A Letter of Apology From a Regretful Father

Prelude:

In the aftermath of my marriage of 22 years coming to an end my son had a long battle with addiction to Meth Amphetamines ( ICE ). Seeing his parents break up and regrettably19 years of 'dealing' with me as his Dad lead to this.
A Letter of Apology from a Father

Dear Ciaran

Like with your two older sisters, I made a vow when you were born never to do anything to leave you damaged.

I failed you all on this vow, both directly and indirectly.

My breakup with your mother devastated me to the core, but my betrayal of you in its aftermath was unforgivable. You had needs that I abandoned by running away with the lack of resolution as to why a marriage failed that many, if not all saw as perfect lead you to this abyss of despair.

The main reason is I am a hypocrite

I preach openness and transparency, but the main cause of the split was my inability to be completely open with your mother.

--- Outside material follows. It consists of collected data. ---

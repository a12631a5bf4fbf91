//! PostgreSQL [`TaskStore`] adapter built on sqlx.
//!
//! List queries are assembled at runtime from a validated
//! [`crate::query::ListQuery`]: filter conditions become numbered bind
//! parameters, while the ORDER BY column and direction come from the
//! builder's closed enums and the LIMIT/OFFSET window from its computed
//! integers, so no caller-controlled string ever reaches the SQL text.
//!
//! Expects the `tasks` table:
//!
//! ```sql
//! CREATE TABLE tasks (
//!   id UUID PRIMARY KEY,
//!   worker_name VARCHAR NOT NULL,
//!   summary TEXT NOT NULL,
//!   date TIMESTAMP NOT NULL
//! );
//! ```

use async_trait::async_trait;
use sqlx::PgPool;
use uuid::Uuid;

use super::{StoreError, TaskStore};
use crate::models::Task;
use crate::query::ListQuery;

/// SQLSTATE for unique-constraint violations.
const UNIQUE_VIOLATION: &str = "23505";

/// Task store backed by a PostgreSQL connection pool.
#[derive(Debug, Clone)]
pub struct PgTaskStore {
    pool: PgPool,
}

impl PgTaskStore {
    pub fn new(pool: PgPool) -> Self {
        Self { pool }
    }

    fn map_error(err: sqlx::Error) -> StoreError {
        match &err {
            sqlx::Error::RowNotFound => StoreError::NotFound,
            sqlx::Error::Database(db) if db.code().as_deref() == Some(UNIQUE_VIOLATION) => {
                StoreError::Conflict
            }
            _ => StoreError::Backend(err.to_string()),
        }
    }
}

#[async_trait]
impl TaskStore for PgTaskStore {
    async fn get(&self, id: Uuid) -> Result<Task, StoreError> {
        sqlx::query_as::<_, Task>(
            "SELECT id, worker_name, summary, date FROM tasks WHERE id = $1",
        )
        .bind(id)
        .fetch_optional(&self.pool)
        .await
        .map_err(Self::map_error)?
        .ok_or(StoreError::NotFound)
    }

    async fn create(&self, task: Task) -> Result<Task, StoreError> {
        sqlx::query_as::<_, Task>(
            r"
            INSERT INTO tasks (id, worker_name, summary, date)
            VALUES ($1, $2, $3, $4)
            RETURNING id, worker_name, summary, date
            ",
        )
        .bind(task.id)
        .bind(&task.worker_name)
        .bind(&task.summary)
        .bind(task.date)
        .fetch_one(&self.pool)
        .await
        .map_err(Self::map_error)
    }

    async fn list(&self, query: &ListQuery) -> Result<Vec<Task>, StoreError> {
        let sql = build_list_sql(query);

        let mut q = sqlx::query_as::<_, Task>(&sql);
        if let Some(worker_name) = &query.filters.worker_name {
            q = q.bind(worker_name);
        }
        if let Some(before) = query.filters.before {
            q = q.bind(before);
        }
        if let Some(after) = query.filters.after {
            q = q.bind(after);
        }

        q.fetch_all(&self.pool).await.map_err(Self::map_error)
    }

    async fn update(&self, id: Uuid, previous: Task, next: Task) -> Result<Task, StoreError> {
        let updated = sqlx::query_as::<_, Task>(
            r"
            UPDATE tasks
            SET summary = $1, date = $2
            WHERE id = $3 AND summary = $4 AND date = $5
            RETURNING id, worker_name, summary, date
            ",
        )
        .bind(&next.summary)
        .bind(next.date)
        .bind(id)
        .bind(&previous.summary)
        .bind(previous.date)
        .fetch_optional(&self.pool)
        .await
        .map_err(Self::map_error)?;

        match updated {
            Some(task) => Ok(task),
            // Row missing or snapshot stale; distinguish by existence.
            None => {
                self.get(id).await?;
                Err(StoreError::Conflict)
            }
        }
    }

    async fn delete(&self, id: Uuid) -> Result<(), StoreError> {
        let result = sqlx::query("DELETE FROM tasks WHERE id = $1")
            .bind(id)
            .execute(&self.pool)
            .await
            .map_err(Self::map_error)?;

        if result.rows_affected() == 0 {
            return Err(StoreError::NotFound);
        }
        Ok(())
    }
}

/// Assemble the list statement. Bind parameters are numbered in the same
/// order the adapter binds them: worker_name, before, after.
fn build_list_sql(query: &ListQuery) -> String {
    let mut conditions = Vec::new();
    let mut bind_index = 0u32;

    if query.filters.worker_name.is_some() {
        bind_index += 1;
        conditions.push(format!("worker_name = ${bind_index}"));
    }
    if query.filters.before.is_some() {
        bind_index += 1;
        conditions.push(format!("date < ${bind_index}"));
    }
    if query.filters.after.is_some() {
        bind_index += 1;
        conditions.push(format!("date > ${bind_index}"));
    }

    let mut sql = String::from("SELECT id, worker_name, summary, date FROM tasks");
    if !conditions.is_empty() {
        sql.push_str(" WHERE ");
        sql.push_str(&conditions.join(" AND "));
    }

    let (offset, limit) = query.offset_limit();
    sql.push_str(&format!(
        " ORDER BY {} {} LIMIT {limit} OFFSET {offset}",
        query.sort.by.column(),
        query.sort.order.as_sql(),
    ));

    sql
}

The crux was things that happened in my past has left many scars on my being and seeped out in many ways. I had the perfect opportunity to work through them with her but never could make that leap of trust. With this inability to leave me naked and completely vulnerable by her knowing me leaving her feeling that I didn't completely trust her.

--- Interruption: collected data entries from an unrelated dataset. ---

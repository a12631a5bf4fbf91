//! In-memory [`TaskStore`] adapter. Same filter, sort and pagination
//! semantics as the PostgreSQL adapter, backed by a `HashMap` behind a
//! `parking_lot` lock. Used by the test suite and small embedded deployments.

use std::collections::HashMap;
use std::sync::Arc;

use async_trait::async_trait;
use parking_lot::RwLock;
use uuid::Uuid;

use super::{StoreError, TaskStore};
use crate::models::Task;
use crate::query::{ListQuery, SortField, SortOrder};

/// Thread-safe in-memory task store.
#[derive(Debug, Clone, Default)]
pub struct MemoryTaskStore {
    tasks: Arc<RwLock<HashMap<Uuid, Task>>>,
}

impl MemoryTaskStore {
    pub fn new() -> Self {
        Self::default()
    }

    /// Number of stored records. Test helper.
    pub fn len(&self) -> usize {
        self.tasks.read().len()
    }

    pub fn is_empty(&self) -> bool {
        self.tasks.read().is_empty()
    }

    fn matches(task: &Task, query: &ListQuery) -> bool {
        let filters = &query.filters;

        if let Some(worker_name) = &filters.worker_name {
            if &task.worker_name != worker_name {
                return false;
            }
        }
        if let Some(before) = filters.before {
            if task.date >= before {
                return false;
            }
        }
        if let Some(after) = filters.after {
            if task.date <= after {
                return false;
            }
        }

        true
    }
}

#[async_trait]
impl TaskStore for MemoryTaskStore {
    async fn get(&self, id: Uuid) -> Result<Task, StoreError> {
        self.tasks
            .read()
            .get(&id)
            .cloned()
            .ok_or(StoreError::NotFound)
    }

    async fn create(&self, task: Task) -> Result<Task, StoreError> {
        let mut tasks = self.tasks.write();
        if tasks.contains_key(&task.id) {
            return Err(StoreError::Conflict);
        }
        tasks.insert(task.id, task.clone());
        Ok(task)
    }

    async fn list(&self, query: &ListQuery) -> Result<Vec<Task>, StoreError> {
        let mut matching: Vec<Task> = self
            .tasks
            .read()
            .values()
            .filter(|t| Self::matches(t, query))
            .cloned()
            .collect();

        matching.sort_by(|a, b| {
            let ordering = match query.sort.by {
                SortField::Date => a.date.cmp(&b.date),
                SortField::WorkerName => a.worker_name.cmp(&b.worker_name),
            };
            match query.sort.order {
                SortOrder::Asc => ordering,
                SortOrder::Desc => ordering.reverse(),
            }
        });

        let (offset, limit) = query.offset_limit();
        Ok(matching
            .into_iter()
            .skip(offset as usize)
            .take(limit as usize)
            .collect())
    }

    async fn update(&self, id: Uuid, previous: Task, next: Task) -> Result<Task, StoreError> {
        let mut tasks = self.tasks.write();
        let current = tasks.get(&id).ok_or(StoreError::NotFound)?;

        if *current != previous {
            return Err(StoreError::Conflict);
        }

        let stored = Task { id, ..next };
        tasks.insert(id, stored.clone());
        Ok(stored)
    }

    async fn delete(&self, id: Uuid) -> Result<(), StoreError> {
        self.tasks
            .write()
            .remove(&id)
            .map(|_| ())
            .ok_or(StoreError::NotFound)
    }
}

#[cfg(test)]
mod tests {
    use super::*;
    use crate::auth::{CallerIdentity, Role};
    use crate::models::TaskRequest;
    use crate::query::ListParams;

    fn manager() -> CallerIdentity {
        CallerIdentity::new("auth0|1", "boss", Role::Manager)
    }

    fn task(worker: &str, date: &str) -> Task {
        TaskRequest {
            summary: "encrypted-ish".to_string(),
            date: date.to_string(),
        }
        .into_task(worker)
        .unwrap()
    }

    async fn seeded_store() -> MemoryTaskStore {
        let store = MemoryTaskStore::new();
        store.create(task("ana", "2022-05-01 09:00:00AM")).await.unwrap();
        store.create(task("ana", "2022-05-02 09:00:00AM")).await.unwrap();
        store.create(task("bruno", "2022-05-03 09:00:00AM")).await.unwrap();
        store
    }

    fn query(params: ListParams) -> ListQuery {
        ListQuery::build(&params, &manager()).unwrap()
    }

    #[tokio::test]
    async fn test_get_and_not_found() {
        let store = seeded_store().await;
        assert!(matches!(
            store.get(Uuid::new_v4()).await.unwrap_err(),
            StoreError::NotFound
        ));
    }

    #[tokio::test]
    async fn test_create_duplicate_id_conflicts() {
        let store = MemoryTaskStore::new();
        let t = task("ana", "2022-05-01 09:00:00AM");
        store.create(t.clone()).await.unwrap();
        assert!(matches!(
            store.create(t).await.unwrap_err(),
            StoreError::Conflict
        ));
    }

    #[tokio::test]
    async fn test_list_filters_by_worker_name() {
        let store = seeded_store().await;
        let mut filters = HashMap::new();
        filters.insert("worker_name".to_string(), "ana".to_string());
        let q = query(ListParams {
            filters,
            ..ListParams::default()
        });

        let tasks = store.list(&q).await.unwrap();
        assert_eq!(tasks.len(), 2);
        assert!(tasks.iter().all(|t| t.worker_name == "ana"));
    }

    #[tokio::test]
    async fn test_list_interval_filters() {
        let store = seeded_store().await;
        let mut filters = HashMap::new();
        filters.insert("after".to_string(), "2022-05-01 09:00:00AM".to_string());
        filters.insert("before".to_string(), "2022-05-03 09:00:00AM".to_string());
        let q = query(ListParams {
            filters,
            ..ListParams::default()
        });

        let tasks = store.list(&q).await.unwrap();
        assert_eq!(tasks.len(), 1);
        assert_eq!(
            tasks[0].date.format(crate::models::DATE_FORMAT).to_string(),
            "2022-05-02 09:00:00AM"
        );
    }

    #[tokio::test]
    async fn test_list_default_sort_is_date_descending() {
        let store = seeded_store().await;
        let tasks = store.list(&query(ListParams::default())).await.unwrap();
        assert_eq!(tasks.len(), 3);
        assert!(tasks.windows(2).all(|w| w[0].date >= w[1].date));
    }

    #[tokio::test]
    async fn test_list_sort_by_name_ascending() {
        let store = seeded_store().await;
        let q = query(ListParams {
            sort_by: Some("name".to_string()),
            sort_order: Some("asc".to_string()),
            ..ListParams::default()
        });
        let tasks = store.list(&q).await.unwrap();
        assert_eq!(tasks[0].worker_name, "ana");
        assert_eq!(tasks[2].worker_name, "bruno");
    }

    #[tokio::test]
    async fn test_list_returns_at_most_page_size_plus_one() {
        let store = MemoryTaskStore::new();
        for _ in 0..25 {
            store.create(task("ana", "2022-05-01 09:00:00AM")).await.unwrap();
        }

        let q = query(ListParams {
            page: Some("1".to_string()),
            page_size: Some("20".to_string()),
            ..ListParams::default()
        });
        let tasks = store.list(&q).await.unwrap();
        // 21 rows: the full page plus the look-ahead row.
        assert_eq!(tasks.len(), 21);
    }

    #[tokio::test]
    async fn test_list_second_page_window() {
        let store = MemoryTaskStore::new();
        for _ in 0..25 {
            store.create(task("ana", "2022-05-01 09:00:00AM")).await.unwrap();
        }

        let q = query(ListParams {
            page: Some("2".to_string()),
            page_size: Some("20".to_string()),
            ..ListParams::default()
        });
        let tasks = store.list(&q).await.unwrap();
        assert_eq!(tasks.len(), 5);
    }

    #[tokio::test]
    async fn test_update_compare_and_swap() {
        let store = seeded_store().await;
        let original = task("ana", "2022-06-01 10:00:00AM");
        store.create(original.clone()).await.unwrap();

        let mut next = original.clone();
        next.summary = "rewritten".to_string();
        let updated = store
            .update(original.id, original.clone(), next.clone())
            .await
            .unwrap();
        assert_eq!(updated.summary, "rewritten");

        // Stale previous snapshot loses the swap.
        let mut next2 = original.clone();
        next2.summary = "stale write".to_string();
        assert!(matches!(
            store.update(original.id, original, next2).await.unwrap_err(),
            StoreError::Conflict
        ));
    }

    #[tokio::test]
    async fn test_delete_missing_record() {
        let store = seeded_store().await;
        assert!(matches!(
            store.delete(Uuid::new_v4()).await.unwrap_err(),
            StoreError::NotFound
        ));
    }
}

I paid the ultimate price by losing her.

The cruel aside for you was the lessons I taught you.

I preached to many how kids see everything and learn from what they observe, but I never fully took heed of this.

My heavy drinking night after night on face value was jovial, but you saw it for what it truly was. A man not facing up to his issues and choosing the combination of embracing denial while he hid in a convenient escape. My reputation of being a feared brawler gained respect but also comments about how I loved to impart genuine pain on others by going too far.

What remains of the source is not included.